Machine Learning Cheat Sheet
Machine learning is the method of algorithms understanding processes without programming. As part of artificial intelligence (AI), machine learning accesses data and learns by itself. It’s a fascinating field of study that can even be used to predict future events based on past data. Predictive analytics, deep learning, algorithms, and supervised and unsupervised learning are all part of machine learning. Many advancements in AI are due to machine learning algorithms. This could range from recommendations you see on YouTube, Google and other major sites that track data, such as clicks, likes and interests, in the frequently visited websites. In this way, the algorithm “learns” what you like and provides recommendations.
However, it’s easy to get lost when reading about machine learning, as it’s a big field that takes time to learn. Even after learning about it, there is more to learn, as machine learning develops over time due to how fast technology progresses, especially in recent decades. The following machine learning cheat sheet may prove helpful in learning the basics or refreshing your memory on certain terms.
With datascienceacademy.io, you can learn even more about machine learning techniques to advance in your data science and AI/ML career.
The following includes definitions of common machine learning terms.
Accuracy
Accuracy is the percentage of accurate predictions made by a model.
Algorithm
A function, method or series of commands used to create a machine learning model. Examples of an algorithm are neural networks, linear regression, support vector machines and decision trees.
Attribute
A quality describing an observation (e.g. color, size, weight).
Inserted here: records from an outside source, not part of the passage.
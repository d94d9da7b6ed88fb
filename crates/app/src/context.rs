//! App Context

use std::sync::Arc;

use thiserror::Error;

use crate::{
    config::DatabaseConfig,
    database::Db,
    domain::{
        categories::{CategoriesService, PgCategoriesService},
        errors::StoreError,
        orders::{OrdersService, PgOrdersService},
        products::{PgProductsService, ProductsService},
    },
};

#[derive(Debug, Error)]
pub enum AppInitError {
    #[error("failed to connect to database")]
    Database(#[source] StoreError),

    #[error("failed to apply database migrations")]
    Migrations(#[source] sqlx::migrate::MigrateError),
}

/// Services wired against one connection pool.
#[derive(Clone)]
pub struct AppContext {
    pub db: Db,
    pub products: Arc<dyn ProductsService>,
    pub orders: Arc<dyn OrdersService>,
    pub categories: Arc<dyn CategoriesService>,
}

impl AppContext {
    #[must_use]
    pub fn new(db: Db) -> Self {
        Self {
            products: Arc::new(PgProductsService::new(db.clone())),
            orders: Arc::new(PgOrdersService::new(db.clone())),
            categories: Arc::new(PgCategoriesService::new(db.clone())),
            db,
        }
    }

    /// Build application context from database settings.
    ///
    /// # Errors
    ///
    /// Returns an error when establishing a database connection fails.
    pub async fn from_config(config: &DatabaseConfig) -> Result<Self, AppInitError> {
        let db = Db::connect(config)
            .await
            .map_err(AppInitError::Database)?;

        Ok(Self::new(db))
    }

    /// Apply pending schema migrations.
    ///
    /// # Errors
    ///
    /// Returns an error when a migration fails.
    pub async fn migrate(&self) -> Result<(), AppInitError> {
        self.db.migrate().await.map_err(AppInitError::Migrations)
    }
}

impl std::fmt::Debug for AppContext {
    fn fmt(&self, f: &mut std::fmt::Formatter<'_>) -> std::fmt::Result {
        f.debug_struct("AppContext")
            .field("db", &self.db)
            .finish_non_exhaustive()
    }
}
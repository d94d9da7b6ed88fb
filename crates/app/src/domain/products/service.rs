//! Products service.

use std::sync::Arc;

use async_trait::async_trait;
use mockall::automock;
use tracing::info;

use crate::{
    database::Db,
    domain::{
        errors::StoreError,
        products::{
            models::Product,
            records::{ProductId, ProductRecord},
            repository::{PgProductRepository, ProductRepository},
        },
    },
};

const ENTITY: &str = "product";

#[derive(Clone)]
pub struct PgProductsService {
    repository: Arc<dyn ProductRepository>,
}

impl PgProductsService {
    #[must_use]
    pub fn new(db: Db) -> Self {
        Self::with_repository(Arc::new(PgProductRepository::new(db)))
    }

    #[must_use]
    pub fn with_repository(repository: Arc<dyn ProductRepository>) -> Self {
        Self { repository }
    }
}

impl std::fmt::Debug for PgProductsService {
    fn fmt(&self, f: &mut std::fmt::Formatter<'_>) -> std::fmt::Result {
        f.debug_struct("PgProductsService").finish_non_exhaustive()
    }
}

#[async_trait]
impl ProductsService for PgProductsService {
    async fn get_by_id(&self, id: i64) -> Result<Product, StoreError> {
        let product = self.repository.find_by_id(ProductId::from_i64(id)).await?;

        Ok(product.into())
    }

    async fn get_all(&self) -> Result<Vec<Product>, StoreError> {
        let products = self.repository.find_all().await?;

        Ok(products.into_iter().map(Into::into).collect())
    }

    async fn save(&self, product: Product) -> Result<Product, StoreError> {
        let created = product.id.is_none();

        let saved = self.repository.save(ProductRecord::from(product)).await?;

        info!(product_id = ?saved.id, created, "saved product");

        Ok(saved.into())
    }

    async fn delete(&self, id: i64) -> Result<(), StoreError> {
        if !self.repository.delete(ProductId::from_i64(id)).await? {
            return Err(StoreError::NotFound { entity: ENTITY, id });
        }

        info!(product_id = id, "deleted product");

        Ok(())
    }
}

#[automock]
#[async_trait]
pub trait ProductsService: Send + Sync {
    /// Retrieve a single product with its categories.
    async fn get_by_id(&self, id: i64) -> Result<Product, StoreError>;

    /// Retrieve all products, ordered by id.
    async fn get_all(&self) -> Result<Vec<Product>, StoreError>;

    /// Creates the product when it has no id, otherwise updates it.
    async fn save(&self, product: Product) -> Result<Product, StoreError>;

    /// Deletes a product and removes it from every order.
    async fn delete(&self, id: i64) -> Result<(), StoreError>;
}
Attributes are column headers in Excel terms.
Bias metric
How do you find the average difference between the correct value for your observation and your predictions?
- Low bias could mean every prediction is correct. It could additionally mean part of your predictions are above their actual values and part are below, in equal proportion, which results in a low average difference.
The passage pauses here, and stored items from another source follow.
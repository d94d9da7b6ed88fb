//! Typed Ids

use std::{
    cmp::Ordering,
    fmt::{Debug, Display, Formatter, Result as FmtResult},
    hash::{Hash, Hasher},
    marker::PhantomData,
};

/// Database-generated identifier tagged with the record type it belongs to.
pub struct TypedId<T>(i64, PhantomData<fn() -> T>);

impl<T> TypedId<T> {
    pub const fn from_i64(id: i64) -> Self {
        Self(id, PhantomData)
    }

    #[must_use]
    pub const fn into_i64(self) -> i64 {
        self.0
    }
}

impl<T> Clone for TypedId<T> {
    fn clone(&self) -> Self {
        *self
    }
}

impl<T> Copy for TypedId<T> {}

impl<T> Debug for TypedId<T> {
    fn fmt(&self, f: &mut Formatter<'_>) -> FmtResult {
        Debug::fmt(&self.0, f)
    }
}

impl<T> Display for TypedId<T> {
    fn fmt(&self, f: &mut Formatter<'_>) -> FmtResult {
        Display::fmt(&self.0, f)
    }
}

impl<T> PartialEq for TypedId<T> {
    fn eq(&self, other: &Self) -> bool {
        self.0 == other.0
    }
}

impl<T> Eq for TypedId<T> {}

impl<T> Hash for TypedId<T> {
    fn hash<H: Hasher>(&self, state: &mut H) {
        self.0.hash(state);
    }
}

impl<T> PartialOrd for TypedId<T> {
    fn partial_cmp(&self, other: &Self) -> Option<Ordering> {
        Some(self.cmp(other))
    }
}

impl<T> Ord for TypedId<T> {
    fn cmp(&self, other: &Self) -> Ordering {
        self.0.cmp(&other.0)
    }
}

impl<T> From<i64> for TypedId<T> {
    fn from(value: i64) -> Self {
        Self::from_i64(value)
    }
}

impl<T> From<TypedId<T>> for i64 {
    fn from(value: TypedId<T>) -> Self {
        value.into_i64()
    }
}

#[cfg(test)]
mod tests {
    use std::collections::BTreeSet;

    use super::*;

    struct Widget;

    #[test]
    fn ids_order_and_compare_by_value() {
        let ids: BTreeSet<TypedId<Widget>> = [3, 1, 2, 1].into_iter().map(TypedId::from).collect();

        let values: Vec<i64> = ids.into_iter().map(i64::from).collect();

        assert_eq!(values, vec![1, 2, 3]);
    }

    #[test]
    fn id_displays_as_plain_number() {
        assert_eq!(TypedId::<Widget>::from_i64(42).to_string(), "42");
        assert_eq!(format!("{:?}", TypedId::<Widget>::from_i64(7)), "7");
    }
}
- High bias (with low variance) suggests your model may be underfitting and you’re using the wrong architecture for the job.
Bias term
Allow models to represent patterns that do not pass through the origin. For example, if all of the features were 0, would the output also be zero? Is it probable there is some base value upon which my features have an effect? Bias terms typically supplement weights and are attached to filters or neurons.
Categorical Variables
Variables with a discrete set of possible values. Can be ordinal (order matters) or nominal (order doesn’t matter).
Classification
Predicting a categorical output.
- Binary classification predicts one of two possible outcomes (whether the email is spam or not)
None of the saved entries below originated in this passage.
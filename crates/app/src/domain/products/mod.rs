//! Products

pub mod models;
pub mod records;
pub mod repository;
pub mod service;
pub mod store;

pub use service::*;
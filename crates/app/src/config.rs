//! Application configuration

use clap::Args;

/// Database settings.
#[derive(Debug, Clone, Args)]
pub struct DatabaseConfig {
    /// `PostgreSQL` connection string
    #[arg(long, env = "DATABASE_URL")]
    pub database_url: String,

    /// Database user; overrides any user embedded in the URL
    #[arg(long, env = "DATABASE_USER")]
    pub database_user: Option<String>,

    /// Database password; overrides any password embedded in the URL
    #[arg(long, env = "DATABASE_PASSWORD", hide_env_values = true)]
    pub database_password: Option<String>,

    /// Upper bound on pooled connections
    #[arg(long, env = "DATABASE_MAX_CONNECTIONS", default_value_t = 5)]
    pub max_connections: u32,
}

impl DatabaseConfig {
    /// Settings for a bare connection string with no overrides.
    #[must_use]
    pub fn from_url(database_url: impl Into<String>) -> Self {
        Self {
            database_url: database_url.into(),
            database_user: None,
            database_password: None,
            max_connections: 5,
        }
    }
}

/// Log output format.
#[derive(Clone, Copy, Debug, clap::ValueEnum)]
pub enum LogFormat {
    /// Compact, human-readable logs.
    Compact,

    /// Structured JSON logs.
    Json,
}

/// Logging settings.
#[derive(Debug, Clone, Args)]
pub struct LoggingConfig {
    /// Log level (trace, debug, info, warn, error)
    #[arg(short, long, env = "RUST_LOG", default_value = "info")]
    pub log_level: String,

    /// Log format (compact, json)
    #[arg(long, env = "LOG_FORMAT", value_enum, default_value_t = LogFormat::Compact)]
    pub log_format: LogFormat,
}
- Multi-class classification predicts one of the multiple possible outcomes (Is this photo depicting a human, cat or dog?)
Classification Threshold
The lowest probability value where we’re comfortable stating a positive classification. For example, if the predicted probability of being diabetic is > 50%, return True, otherwise, return False.
Clustering
Unsupervised grouping of data into buckets.
Confusion Matrix
The confusion matrix is a table that defines the performance of a classification model by grouping predictions into four categories.
- True Positives: we correctly predicted they do have diabetes
- True Negatives: we correctly predicted they don’t have diabetes
- False Positives: we incorrectly predicted they do have diabetes (Type I error)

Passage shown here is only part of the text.